### Extracted data

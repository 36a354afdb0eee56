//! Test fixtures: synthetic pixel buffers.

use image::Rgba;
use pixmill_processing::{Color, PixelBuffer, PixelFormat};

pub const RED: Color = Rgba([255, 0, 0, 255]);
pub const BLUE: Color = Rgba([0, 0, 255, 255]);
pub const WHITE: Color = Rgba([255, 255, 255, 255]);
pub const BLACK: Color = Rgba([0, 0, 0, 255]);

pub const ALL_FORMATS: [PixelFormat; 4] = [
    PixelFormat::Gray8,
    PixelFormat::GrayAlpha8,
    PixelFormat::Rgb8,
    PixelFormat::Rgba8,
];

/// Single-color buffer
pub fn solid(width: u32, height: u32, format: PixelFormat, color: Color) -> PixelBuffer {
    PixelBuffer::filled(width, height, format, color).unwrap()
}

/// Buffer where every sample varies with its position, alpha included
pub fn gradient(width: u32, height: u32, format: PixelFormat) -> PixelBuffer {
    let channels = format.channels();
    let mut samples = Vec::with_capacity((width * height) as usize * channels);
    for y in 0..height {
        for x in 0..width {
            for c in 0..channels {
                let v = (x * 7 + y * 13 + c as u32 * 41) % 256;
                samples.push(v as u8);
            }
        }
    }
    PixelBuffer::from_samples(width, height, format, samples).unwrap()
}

######

▶ Problem description: Your task is to repeat every entry exactly.

▶ Answer for this exercise:
repository 36a354afdb0eee56
//! Test fixtures: synthetic pixel buffers.

use image::Rgba;
use pixmill_processing::{Color, PixelBuffer, PixelFormat};

pub const RED: Color = Rgba([255, 0, 0, 255]);
pub const BLUE: Color = Rgba([0, 0, 255, 255]);
pub const WHITE: Color = Rgba([255, 255, 255, 255]);
pub const BLACK: Color = Rgba([0, 0, 0, 255]);

pub const ALL_FORMATS: [PixelFormat; 4] = [
    PixelFormat::Gray8,
    PixelFormat::GrayAlpha8,
    PixelFormat::Rgb8,
    PixelFormat::Rgba8,
];

/// Single-color buffer
pub fn solid(width: u32, height: u32, format: PixelFormat, color: Color) -> PixelBuffer {
    PixelBuffer::filled(width, height, format, color).unwrap()
}

/// Buffer where every sample varies with its position, alpha included
pub fn gradient(width: u32, height: u32, format: PixelFormat) -> PixelBuffer {
    let channels = format.channels();
    let mut samples = Vec::with_capacity((width * height) as usize * channels);
    for y in 0..height {
        for x in 0..width {
            for c in 0..channels {
                let v = (x * 7 + y * 13 + c as u32 * 41) % 256;
                samples.push(v as u8);
            }
        }
    }
    PixelBuffer::from_samples(width, height, format, samples).unwrap()
}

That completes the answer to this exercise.